«11»

14 3 0
                                    

-ARGA WARKATAN-

Pria ini memberikan minuman dan makanan yang ia beli tadi kepada wanita yang kini duduk disebelahnya. Wanita ini tampak masih kesal dengan pria yang berada disebelahnya. Pria ini mencoba menghiburnya. Tapi tetap saja ia mendiamkannya seperti ini.

"Udah berapa lama tinggal sama patung?" Tanyaku yang memecahkan keheningan sejak tadi.

Wanita ini akhirnya melihat kearahku dengan tatapan benci. Aku paham arti dari tatapan itu. Aku coba untuk mencairkan suasana yang mulai menegang saat ini.

"Ngapain ketawa tawa? Emang ada yang lucu? Udah ah gua mah kekelas aja," ucapnya mulai berdiri bangkit dari kursi. Dengan cepat ku cegah langkahnya dan menyuruhnya untuk naik kepunggung ku.

"Ngapain si gua udah bisa jalan," tolaknya.

"Udah naek aja," paksaku sambil menggendong wanita ini duduk dibelakangku.

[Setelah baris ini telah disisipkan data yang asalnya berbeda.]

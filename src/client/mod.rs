//! Client-side task mirror.
//!
//! `ClientCache` gives the UI instant feedback: every local mutation is
//! applied optimistically against a snapshot, then reconciled with the
//! server's authoritative record (response or broadcast) or rolled back.
//! Pure in-memory state; all I/O lives in `remote`.

pub mod remote;

use std::collections::{HashMap, HashSet};

use crate::error::BoardError;
use crate::order::OrderAssignment;
use crate::store::{Section, Task};
use crate::ws::event::{ChangeKind, TaskEvent};

pub type MutationId = u64;

/// Lifecycle of one pending local mutation.
#[derive(Debug, Clone, Copy, PartialEq, Eq)]
pub enum MutationState {
    /// Created but nothing staged yet (transient).
    Idle,
    /// Applied locally, awaiting authoritative confirmation.
    OptimisticallyApplied,
    /// Every touched record was confirmed by the server.
    Confirmed,
    /// The pre-mutation snapshot was restored after a failure.
    RolledBack,
}

#[derive(Debug)]
struct PendingMutation {
    state: MutationState,
    /// Full pre-mutation cache image; dropped once settled.
    snapshot: Option<HashMap<i64, Task>>,
    /// Task ids still awaiting an authoritative record.
    awaiting: HashSet<i64>,
}

/// Per-client in-memory mirror of the task collection.
#[derive(Debug, Default)]
pub struct ClientCache {
    tasks: HashMap<i64, Task>,
    pending: HashMap<MutationId, PendingMutation>,
    next_id: MutationId,
}

impl ClientCache {
    pub fn new() -> Self {
        Self::default()
    }

    /// Replace the whole mirror with an authoritative list (initial load and
    /// post-failure resync). Pending mutations are discarded; the server
    /// list supersedes every local guess.
    pub fn replace_all(&mut self, tasks: Vec<Task>) {
        self.tasks = tasks.into_iter().map(|t| (t.id, t)).collect();
        self.pending.clear();
    }

    pub fn get(&self, id: i64) -> Option<&Task> {
        self.tasks.get(&id)
    }

    /// All tasks ascending by order key.
    pub fn tasks(&self) -> Vec<Task> {
        let mut all: Vec<Task> = self.tasks.values().cloned().collect();
        all.sort_by(|a, b| a.order.partial_cmp(&b.order).unwrap_or(std::cmp::Ordering::Equal));
        all
    }

    /// Tasks of one section, ascending by order key, the user-visible
    /// sequence.
    pub fn section_tasks(&self, section: Section) -> Vec<Task> {
        let mut rows: Vec<Task> = self
            .tasks
            .values()
            .filter(|t| t.section() == section)
            .cloned()
            .collect();
        rows.sort_by(|a, b| a.order.partial_cmp(&b.order).unwrap_or(std::cmp::Ordering::Equal));
        rows
    }

    /// True when no mutation is awaiting confirmation.
    pub fn is_idle(&self) -> bool {
        !self
            .pending
            .values()
            .any(|p| p.state == MutationState::OptimisticallyApplied)
    }

    pub fn mutation_state(&self, id: MutationId) -> Option<MutationState> {
        self.pending.get(&id).map(|p| p.state)
    }

    /// Apply a planned reorder optimistically: snapshot, move the touched
    /// tasks to their new section/key, and await confirmation for each.
    pub fn optimistic_reorder(&mut self, assignments: &[OrderAssignment]) -> MutationId {
        let snapshot = self.tasks.clone();
        let mut awaiting = HashSet::new();
        for a in assignments {
            if let Some(task) = self.tasks.get_mut(&a.task_id) {
                task.section = a.section.as_str().to_string();
                task.order = a.order;
                awaiting.insert(a.task_id);
            }
        }
        self.register(snapshot, awaiting)
    }

    /// Apply an arbitrary local edit (completion toggle, title/detail edit)
    /// optimistically to a single task.
    pub fn optimistic_edit(
        &mut self,
        id: i64,
        edit: impl FnOnce(&mut Task),
    ) -> Result<MutationId, BoardError> {
        if !self.tasks.contains_key(&id) {
            return Err(BoardError::NotFound(id));
        }
        let snapshot = self.tasks.clone();
        if let Some(task) = self.tasks.get_mut(&id) {
            edit(task);
        }
        Ok(self.register(snapshot, HashSet::from([id])))
    }

    fn register(&mut self, snapshot: HashMap<i64, Task>, awaiting: HashSet<i64>) -> MutationId {
        let id = self.next_id;
        self.next_id += 1;
        self.pending.insert(
            id,
            PendingMutation {
                state: MutationState::OptimisticallyApplied,
                snapshot: Some(snapshot),
                awaiting,
            },
        );
        id
    }

    /// Merge authoritative records from a success response into the cache,
    /// overwriting any optimistic guess for those ids.
    pub fn confirm(&mut self, id: MutationId, authoritative: &[Task]) {
        for task in authoritative {
            self.tasks.insert(task.id, task.clone());
            if let Some(p) = self.pending.get_mut(&id) {
                p.awaiting.remove(&task.id);
            }
        }
        self.settle_if_complete(id);
    }

    /// Restore the pre-mutation snapshot. The caller decides whether a
    /// resync fetch is also needed (it is whenever sibling writes of the
    /// same batch may already have committed server-side).
    pub fn roll_back(&mut self, id: MutationId) {
        if let Some(p) = self.pending.get_mut(&id) {
            if p.state == MutationState::OptimisticallyApplied {
                if let Some(snapshot) = p.snapshot.take() {
                    self.tasks = snapshot;
                }
                p.state = MutationState::RolledBack;
                p.awaiting.clear();
            }
        }
    }

    /// Merge one broadcast event. Records not involved in any pending
    /// mutation merge unconditionally; this is how a second client's
    /// changes propagate. For ids a pending mutation is awaiting, the
    /// broadcast doubles as authoritative confirmation.
    pub fn apply_event(&mut self, event: &TaskEvent) {
        match event.kind {
            ChangeKind::Create | ChangeKind::Update => {
                self.tasks.insert(event.task.id, event.task.clone());
            }
            ChangeKind::Delete => {
                self.tasks.remove(&event.task.id);
            }
        }

        let ids: Vec<MutationId> = self
            .pending
            .iter()
            .filter(|(_, p)| {
                p.state == MutationState::OptimisticallyApplied
                    && p.awaiting.contains(&event.task.id)
            })
            .map(|(id, _)| *id)
            .collect();
        for id in ids {
            if let Some(p) = self.pending.get_mut(&id) {
                p.awaiting.remove(&event.task.id);
            }
            self.settle_if_complete(id);
        }
    }

    fn settle_if_complete(&mut self, id: MutationId) {
        if let Some(p) = self.pending.get_mut(&id) {
            if p.state == MutationState::OptimisticallyApplied && p.awaiting.is_empty() {
                p.state = MutationState::Confirmed;
                p.snapshot = None;
            }
        }
    }
}
pub mod client;
pub mod config;
pub mod error;
pub mod order;
pub mod rest;
pub mod store;
pub mod ws;

use std::sync::Arc;

use config::BoardConfig;
use store::TaskStore;
use ws::event::ChangeBroadcaster;

/// Shared application state passed to every request handler and server task.
#[derive(Clone)]
pub struct AppContext {
    pub config: Arc<BoardConfig>,
    /// Authoritative task store, the single server-held truth for order keys.
    pub store: Arc<TaskStore>,
    /// Fan-out of every committed mutation to all live connections.
    pub broadcaster: Arc<ChangeBroadcaster>,
    pub started_at: std::time::Instant,
}

impl AppContext {
    pub async fn new(config: BoardConfig) -> anyhow::Result<Self> {
        let store = Arc::new(TaskStore::new(&config.data_dir).await?);
        Ok(Self {
            config: Arc::new(config),
            store,
            broadcaster: Arc::new(ChangeBroadcaster::new()),
            started_at: std::time::Instant::now(),
        })
    }
}
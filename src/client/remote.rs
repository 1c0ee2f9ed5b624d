//! HTTP/WebSocket client for a running boardd daemon.
//!
//! CLI subcommands (`boardd list`, `boardd move`, …) use this to talk to the
//! REST API and the change feed. `move_task` implements the full optimistic
//! protocol: plan locally, apply to the cache, fire every assignment PATCH
//! concurrently, and on any failure roll back and resync from the server.

use anyhow::{bail, Context as _, Result};
use futures_util::{future, StreamExt};
use serde_json::json;
use tokio_tungstenite::{connect_async, tungstenite::Message};

use super::ClientCache;
use crate::order::{allocate_end, plan_reorder, MoveRequest, OrderAssignment};
use crate::store::{Section, Task};
use crate::ws::event::TaskEvent;

/// Outcome of a reorder batch.
#[derive(Debug)]
pub enum MoveOutcome {
    /// Every assignment committed; the cache holds the authoritative records.
    Committed(Vec<Task>),
    /// At least one assignment failed. The cache was rolled back and then
    /// replaced with the server's authoritative list (sibling writes of the
    /// batch may already have committed server-side).
    Resynced { failed: usize },
}

pub struct BoardClient {
    base_url: String,
    http: reqwest::Client,
}

impl BoardClient {
    /// Client targeting the daemon's REST port on localhost.
    pub fn new(rest_port: u16) -> Self {
        Self::from_url(format!("http://127.0.0.1:{rest_port}"))
    }

    pub fn from_url(base_url: impl Into<String>) -> Self {
        Self {
            base_url: base_url.into(),
            http: reqwest::Client::new(),
        }
    }

    /// Fetch the authoritative task list, ascending by order key.
    pub async fn fetch_tasks(&self) -> Result<Vec<Task>> {
        let resp = self
            .http
            .get(format!("{}/api/tasks", self.base_url))
            .send()
            .await
            .context("could not reach the daemon (is it running?)")?;
        Ok(resp.error_for_status()?.json().await?)
    }

    /// Create a task appended at the end of `section` (order key computed
    /// client-side from the current list, as the store never allocates).
    pub async fn add_task(&self, title: &str, section: Section) -> Result<Task> {
        let tasks = self.fetch_tasks().await?;
        let keys: Vec<f64> = tasks
            .iter()
            .filter(|t| t.section() == section)
            .map(|t| t.order)
            .collect();
        let body = json!({
            "title": title,
            "section": section,
            "order": allocate_end(&keys),
        });
        let resp = self
            .http
            .post(format!("{}/api/tasks", self.base_url))
            .json(&body)
            .send()
            .await?;
        Ok(resp.error_for_status()?.json().await?)
    }

    pub async fn patch_task(&self, id: i64, body: serde_json::Value) -> Result<Task> {
        let resp = self
            .http
            .patch(format!("{}/api/tasks/{id}", self.base_url))
            .json(&body)
            .send()
            .await?;
        if resp.status() == reqwest::StatusCode::NOT_FOUND {
            bail!("task {id} not found");
        }
        Ok(resp.error_for_status()?.json().await?)
    }

    pub async fn delete_task(&self, id: i64) -> Result<Task> {
        let resp = self
            .http
            .delete(format!("{}/api/tasks/{id}", self.base_url))
            .send()
            .await?;
        if resp.status() == reqwest::StatusCode::NOT_FOUND {
            bail!("task {id} not found");
        }
        Ok(resp.error_for_status()?.json().await?)
    }

    /// Execute one drag operation end to end against `cache`.
    ///
    /// All assignment PATCHes are fired concurrently and the batch commits
    /// only once every one resolves. On partial failure the cache cannot
    /// trust its own rolled-back guess, since other assignments were already
    /// committed server-side, so it re-fetches the full authoritative list.
    pub async fn move_task(
        &self,
        cache: &mut ClientCache,
        request: &MoveRequest,
    ) -> Result<MoveOutcome> {
        // InvalidMove resolves locally: no assignments, no network.
        let plan = plan_reorder(&cache.tasks(), request)?;
        let mutation = cache.optimistic_reorder(&plan);

        let results = future::join_all(plan.iter().map(|a| self.apply_assignment(a))).await;
        let failed = results.iter().filter(|r| r.is_err()).count();

        if failed == 0 {
            let committed: Vec<Task> = results.into_iter().filter_map(Result::ok).collect();
            cache.confirm(mutation, &committed);
            return Ok(MoveOutcome::Committed(committed));
        }

        cache.roll_back(mutation);
        // Best-effort resync; when even the fetch fails the rolled-back
        // snapshot is the most consistent state we can offer.
        let authoritative = self
            .fetch_tasks()
            .await
            .context("reorder failed and resync fetch also failed")?;
        cache.replace_all(authoritative);
        Ok(MoveOutcome::Resynced { failed })
    }

    async fn apply_assignment(&self, a: &OrderAssignment) -> Result<Task> {
        self.patch_task(
            a.task_id,
            json!({ "section": a.section, "order": a.order }),
        )
        .await
    }
}

/// A live subscription to the daemon's change feed.
pub struct EventFeed {
    ws: tokio_tungstenite::WebSocketStream<
        tokio_tungstenite::MaybeTlsStream<tokio::net::TcpStream>,
    >,
}

impl EventFeed {
    /// Connect to the change feed WebSocket.
    pub async fn connect(ws_port: u16) -> Result<Self> {
        let url = format!("ws://127.0.0.1:{ws_port}");
        let (ws, _) = connect_async(&url)
            .await
            .context("failed to connect to the change feed")?;
        Ok(Self { ws })
    }

    /// Next change event, skipping non-text frames. `None` when the server
    /// closes the connection; the caller owns reconnection and must re-fetch
    /// the full list afterwards (missed events are not replayed).
    pub async fn next_event(&mut self) -> Result<Option<TaskEvent>> {
        while let Some(msg) = self.ws.next().await {
            match msg? {
                Message::Text(text) => {
                    let event: TaskEvent =
                        serde_json::from_str(&text).context("malformed change event")?;
                    return Ok(Some(event));
                }
                Message::Close(_) => return Ok(None),
                _ => {}
            }
        }
        Ok(None)
    }
}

Selama diperjalanan menuju kelas, wanita ini terus mengomel karena malu menjadi perhatian. Aku tahu, sudah tadi dia berkelahi denganku tapi kini aku dengannya malah bermesraan. Yang membuat fans ku heboh melihatnya. Kelasku dengan kelasnya memang bersebelahan jadi itu tidak masalah bagiku mengantarnya untuk sampai depan kelas. Setelah sampai didepan kelasnya aku menurunkannya dengan perlahan. Tapi wanita ini malah pergi begitu saja meninggalkan ku yang masih didepan kelasnya.

Aku mengikutinya hingga ke tempat duduknya. Setelah sampai ditempat duduknya aku duduk disebelah bangkunya yang kosong. Manarik kursiku dengannya hingga tidak ada jarak sedikitpun. Aku menaikkan kedua kaki ku keatas meja dan menaruh sebelah lenganku dibelakang kursinya. Sontak kelakuanku membuat orang bertanya tanya. Ada apa?

"Iih Dimas kenapa kamu duduk sama cewe gila itu," ucap salah satu fansku.

"Iyasi Dimas. Padahal kita kita kan udah lama banget pengen deket sama kamu,"

"Kan dia pacar saya," ucapku enteng yang membuat fans fansku heboh mendengarnya. Bahkan ada yang menangis.

"Apaansi lo? Suka ngada ngada!"

"Iih sayang kan aku udah bilang tadi di lapangan. Kalau kita udah pacaran," ucapku sambil mengacak ngacak rambut milik Nega.

Wanita ini terlihat sangat marah padaku. Tanpa disadari guru mata pelajaran saat ini telah datang untuk mengisi kelas. Mata pelajaran Bahasa Indonesia saat ini. Guru yang mengajar seorang pria paruh baya dengan kumis tebal dan kacamata kotak miliknya.

Sub bab kali ini adalah puisi. Setiap peserta didik wajib membuat puisi miliknya. Dan membacakannya didepan kelas. Bagi puisi yang menarik dan bagus akan diikut sertakan dalam perlombaan puisi yang akan datang.

Awalnya berjalan lancar. Hingga saat dimana pria yang duduk bersamaku ini meminjam segala alat tulis. Bodoh memang. Ini bukan kelasnya, kenapa harus mengikuti pelajaran disini si? Pelajaran Bahasa Indonesia terbagi tiga jam saat berlangsungnya pembelajaran. Satu jam diawal membuat puisi, sisanya membacakannya didepan.

Saat pembacaan puisi ditunjuk secara acak oleh gurunya. Dipanggil mulai dari siswa pria yang tidak aku ketahui namanya. Ia membacakan puisi yang berjudul 'Ibu'. Diawal terdengar sangat indah, namun dipertengahan ia malah menangis menjerit jerit. Yang membuat satu kelas tertawa melihat ekspresi wajah yang ia tunjukkan. Kemudian puisi berjudul 'Pahlawan' masih dibacakan oleh seorang pria sambil memeragakannya dengan berlebihan. Menggebrak meja, menendang kursi, hingga memukul papan tulis dengan sangat keras. Pembacaan puisi begitu berjalan lancar, begitu banyak judul yang dibacakan. Ada yang mengambil dari google atau sama dengan teman hanya dibedakan kalimatnya. Guru itu menunjuk kearah pria yang duduk disebelahku, untuk maju kedepan membacakan puisinya.